● **PROBLEM TO SOLVE**: Return the lines of the data below exactly. Start at the first and end with the line containing "let avg_response_ms = if".

● **Saved entries**:
-------
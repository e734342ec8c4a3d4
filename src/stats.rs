//! Counters for the periodic stats line.

use std::sync::atomic::{AtomicU64, Ordering};

/// Atomic statistics for tracking proxy performance.
pub struct Stats {
    pub requests: AtomicU64,
    pub forwarded: AtomicU64,
    pub failed: AtomicU64,
    pub servfail: AtomicU64,
    /// Runt datagrams and broken TCP frames.
    pub dropped: AtomicU64,
    /// Cumulative response time in microseconds for averaging.
    total_response_time_us: AtomicU64,
}

impl Stats {
    pub fn new() -> Self {
        Self {
            requests: AtomicU64::new(0),
            forwarded: AtomicU64::new(0),
            failed: AtomicU64::new(0),
            servfail: AtomicU64::new(0),
            dropped: AtomicU64::new(0),
            total_response_time_us: AtomicU64::new(0),
        }
    }

    pub fn record_forwarded(&self, response_time_ms: f64) {
        self.requests.fetch_add(1, Ordering::Relaxed);
        self.forwarded.fetch_add(1, Ordering::Relaxed);
        self.total_response_time_us
            .fetch_add((response_time_ms * 1000.0) as u64, Ordering::Relaxed);
    }

    /// A query that reached no upstream. `servfail` if the client got a reply.
    pub fn record_failed(&self, response_time_ms: f64, servfail: bool) {
        self.requests.fetch_add(1, Ordering::Relaxed);
        self.failed.fetch_add(1, Ordering::Relaxed);
        if servfail {
            self.servfail.fetch_add(1, Ordering::Relaxed);
        }
        self.total_response_time_us
            .fetch_add((response_time_ms * 1000.0) as u64, Ordering::Relaxed);
    }

    pub fn record_dropped(&self) {
        self.dropped.fetch_add(1, Ordering::Relaxed);
    }

    pub fn snapshot_and_reset(&self) -> StatsSnapshot {
        let requests = self.requests.swap(0, Ordering::Relaxed);
        let forwarded = self.forwarded.swap(0, Ordering::Relaxed);
        let failed = self.failed.swap(0, Ordering::Relaxed);
        let servfail = self.servfail.swap(0, Ordering::Relaxed);
        let dropped = self.dropped.swap(0, Ordering::Relaxed);
        let total_us = self.total_response_time_us.swap(0, Ordering::Relaxed);

        let avg_response_ms = if requests > 0 {
            (total_us as f64 / requests as f64) / 1000.0
        } else {
            0.0
        };

        StatsSnapshot {
            requests,
            forwarded,
            failed,
            servfail,
            dropped,
            avg_response_ms,
        }
    }
}

impl Default for Stats {
    fn default() -> Self {
        Self::new()
    }
}

pub struct StatsSnapshot {
    pub requests: u64,
    pub forwarded: u64,
    pub failed: u64,
    pub servfail: u64,
    pub dropped: u64,
    pub avg_response_ms: f64,
}
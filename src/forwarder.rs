//! Upstream forwarding.
//!
//! Every upstream socket comes from the [`MarkedDialer`] so the redirect rules
//! let it out. Upstreams are tried in the configured order and the first one
//! that answers wins; each attempt is bounded by the query timeout.
//!
//! UDP uses a fresh connected socket per query, so a reply can only belong to
//! that query. TCP keeps one upstream stream per client connection and runs
//! queries on it strictly one after another.

use std::io;
use std::net::SocketAddr;
use std::time::{Duration, Instant};

use tokio::net::{TcpStream, UdpSocket};
use tracing::debug;

use crate::dialer::MarkedDialer;
use crate::dns::{self, HEADER_LEN};
use crate::error::{ForwardError, FrameError};
use crate::transport::MAX_UDP_MESSAGE_SIZE;
use crate::transport::tcp::{read_frame, write_frame};

/// Default bound on one upstream round trip.
pub const DEFAULT_QUERY_TIMEOUT: Duration = Duration::from_secs(5);

/// An upstream reply.
#[derive(Debug)]
pub struct Forwarded {
    pub response: Vec<u8>,
    pub upstream: SocketAddr,
    pub upstream_ms: f64,
}

/// Sends intercepted queries to the real resolvers.
#[derive(Debug)]
pub struct Forwarder {
    upstreams: Vec<SocketAddr>,
    dialer: MarkedDialer,
    query_timeout: Duration,
}

impl Forwarder {
    pub fn new(upstreams: Vec<SocketAddr>, dialer: MarkedDialer, query_timeout: Duration) -> Self {
        Self {
            upstreams,
            dialer,
            query_timeout,
        }
    }

    pub fn upstreams(&self) -> &[SocketAddr] {
        &self.upstreams
    }

    pub fn query_timeout(&self) -> Duration {
        self.query_timeout
    }

    /// Forward one datagram query. `query` must hold at least a DNS header.
    pub async fn forward_udp(&self, query: &[u8]) -> Result<Forwarded, ForwardError> {
        let mut last = None;

        for &upstream in &self.upstreams {
            let start = Instant::now();
            match self.udp_exchange(upstream, query).await {
                Ok(response) => {
                    return Ok(Forwarded {
                        response,
                        upstream,
                        upstream_ms: elapsed_ms(start),
                    });
                }
                Err(e) => {
                    debug!("UDP upstream {} failed: {}", upstream, e);
                    last = Some(e);
                }
            }
        }

        Err(self.exhausted(last))
    }

    /// Start a sequential TCP session for one client connection.
    pub fn tcp_session(&self) -> TcpSession<'_> {
        TcpSession {
            forwarder: self,
            upstream: None,
        }
    }

    async fn udp_exchange(
        &self,
        upstream: SocketAddr,
        query: &[u8],
    ) -> Result<Vec<u8>, ForwardError> {
        let socket = self
            .dialer
            .connect_udp(upstream)
            .await
            .map_err(|source| ForwardError::Dial { upstream, source })?;

        let exchange = udp_round_trip(&socket, query);

        match tokio::time::timeout(self.query_timeout, exchange).await {
            Ok(Ok(response)) => Ok(response),
            Ok(Err(source)) => Err(ForwardError::Io { upstream, source }),
            Err(_) => Err(ForwardError::Timeout {
                upstream,
                after: self.query_timeout,
            }),
        }
    }

    async fn tcp_exchange(
        &self,
        stream: &mut TcpStream,
        upstream: SocketAddr,
        query: &[u8],
    ) -> Result<Vec<u8>, ForwardError> {
        let exchange = tcp_round_trip(stream, query);

        match tokio::time::timeout(self.query_timeout, exchange).await {
            Ok(Ok(Some(response))) => Ok(response),
            Ok(Ok(None)) => Err(ForwardError::Closed { upstream }),
            Ok(Err(FrameError::Io(source))) => Err(ForwardError::Io { upstream, source }),
            Ok(Err(source)) => Err(ForwardError::Frame { upstream, source }),
            Err(_) => Err(ForwardError::Timeout {
                upstream,
                after: self.query_timeout,
            }),
        }
    }

    fn exhausted(&self, last: Option<ForwardError>) -> ForwardError {
        match last {
            None => ForwardError::NoUpstreams,
            Some(e) if self.upstreams.len() == 1 => e,
            Some(e) => ForwardError::Exhausted {
                attempts: self.upstreams.len(),
                last: Box::new(e),
            },
        }
    }
}

/// Send `query` on a connected socket and wait for the reply with its ID.
async fn udp_round_trip(socket: &UdpSocket, query: &[u8]) -> io::Result<Vec<u8>> {
    let id = dns::message_id(query);
    socket.send(query).await?;

    let mut buf = vec![0u8; MAX_UDP_MESSAGE_SIZE];
    loop {
        let len = socket.recv(&mut buf).await?;
        if len < HEADER_LEN || dns::message_id(&buf[..len]) != id {
            debug!("discarding UDP reply with mismatched ID ({} bytes)", len);
            continue;
        }
        buf.truncate(len);
        return Ok(buf);
    }
}

/// Write one framed query and read framed replies until one carries its ID.
/// `None` if the upstream closed the stream cleanly first.
async fn tcp_round_trip(
    stream: &mut TcpStream,
    query: &[u8],
) -> Result<Option<Vec<u8>>, FrameError> {
    let id = dns::message_id(query);
    write_frame(stream, query).await?;

    loop {
        match read_frame(stream).await? {
            None => return Ok(None),
            Some(response) if dns::message_id(&response) == id => return Ok(Some(response)),
            Some(_) => debug!("discarding TCP reply with mismatched ID"),
        }
    }
}

/// Upstream side of one client TCP connection.
///
/// The stream is dialed on the first query and reused for the following
/// ones. If a reused stream fails for any reason other than a timeout, one
/// fresh stream is dialed before the query is given up.
pub struct TcpSession<'a> {
    forwarder: &'a Forwarder,
    upstream: Option<(TcpStream, SocketAddr)>,
}

impl TcpSession<'_> {
    pub async fn exchange(&mut self, query: &[u8]) -> Result<Forwarded, ForwardError> {
        if let Some((stream, upstream)) = self.upstream.as_mut() {
            let upstream = *upstream;
            let start = Instant::now();
            match self.forwarder.tcp_exchange(stream, upstream, query).await {
                Ok(response) => {
                    return Ok(Forwarded {
                        response,
                        upstream,
                        upstream_ms: elapsed_ms(start),
                    });
                }
                Err(e @ ForwardError::Timeout { .. }) => {
                    self.upstream = None;
                    return Err(e);
                }
                Err(e) => {
                    debug!("reused TCP stream to {} failed ({}), redialing", upstream, e);
                    self.upstream = None;
                }
            }
        }

        let mut last = None;

        for &upstream in self.forwarder.upstreams() {
            let start = Instant::now();
            let mut stream = match self.forwarder.dialer.connect_tcp(upstream).await {
                Ok(stream) => stream,
                Err(source) => {
                    debug!("TCP dial to {} failed: {}", upstream, source);
                    last = Some(ForwardError::Dial { upstream, source });
                    continue;
                }
            };

            match self.forwarder.tcp_exchange(&mut stream, upstream, query).await {
                Ok(response) => {
                    self.upstream = Some((stream, upstream));
                    return Ok(Forwarded {
                        response,
                        upstream,
                        upstream_ms: elapsed_ms(start),
                    });
                }
                Err(e) => {
                    debug!("TCP upstream {} failed: {}", upstream, e);
                    last = Some(e);
                }
            }
        }

        Err(self.forwarder.exhausted(last))
    }

    /// Whether an upstream stream is currently held open.
    pub fn is_connected(&self) -> bool {
        self.upstream.is_some()
    }
}

fn elapsed_ms(start: Instant) -> f64 {
    start.elapsed().as_secs_f64() * 1000.0
}
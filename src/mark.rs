//! Bypass marker shared by the redirect installer and the upstream dialer.
//!
//! The installer's `RETURN` rules match on this value and the dialer stamps it
//! on every upstream socket. Both sides read it from here and nowhere else.

/// Packet mark carried by the proxy's own upstream sockets.
pub const BYPASS_MARK: u32 = 0x1;

/// The mark as iptables expects it on the command line (`0x1`).
pub fn bypass_mark_arg() -> String {
    format!("{BYPASS_MARK:#x}")
}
-------
● **SOLUTION TO THE EXERCISE**:
repository e734342ec8c4a3d4
filename src/stats.rs
//! Counters for the periodic stats line.

use std::sync::atomic::{AtomicU64, Ordering};

/// Atomic statistics for tracking proxy performance.
pub struct Stats {
    pub requests: AtomicU64,
    pub forwarded: AtomicU64,
    pub failed: AtomicU64,
    pub servfail: AtomicU64,
    /// Runt datagrams and broken TCP frames.
    pub dropped: AtomicU64,
    /// Cumulative response time in microseconds for averaging.
    total_response_time_us: AtomicU64,
}

impl Stats {
    pub fn new() -> Self {
        Self {
            requests: AtomicU64::new(0),
            forwarded: AtomicU64::new(0),
            failed: AtomicU64::new(0),
            servfail: AtomicU64::new(0),
            dropped: AtomicU64::new(0),
            total_response_time_us: AtomicU64::new(0),
        }
    }

    pub fn record_forwarded(&self, response_time_ms: f64) {
        self.requests.fetch_add(1, Ordering::Relaxed);
        self.forwarded.fetch_add(1, Ordering::Relaxed);
        self.total_response_time_us
            .fetch_add((response_time_ms * 1000.0) as u64, Ordering::Relaxed);
    }

    /// A query that reached no upstream. `servfail` if the client got a reply.
    pub fn record_failed(&self, response_time_ms: f64, servfail: bool) {
        self.requests.fetch_add(1, Ordering::Relaxed);
        self.failed.fetch_add(1, Ordering::Relaxed);
        if servfail {
            self.servfail.fetch_add(1, Ordering::Relaxed);
        }
        self.total_response_time_us
            .fetch_add((response_time_ms * 1000.0) as u64, Ordering::Relaxed);
    }

    pub fn record_dropped(&self) {
        self.dropped.fetch_add(1, Ordering::Relaxed);
    }

    pub fn snapshot_and_reset(&self) -> StatsSnapshot {
        let requests = self.requests.swap(0, Ordering::Relaxed);
        let forwarded = self.forwarded.swap(0, Ordering::Relaxed);
        let failed = self.failed.swap(0, Ordering::Relaxed);
        let servfail = self.servfail.swap(0, Ordering::Relaxed);
        let dropped = self.dropped.swap(0, Ordering::Relaxed);
        let total_us = self.total_response_time_us.swap(0, Ordering::Relaxed);

        let avg_response_ms = if requests > 0 {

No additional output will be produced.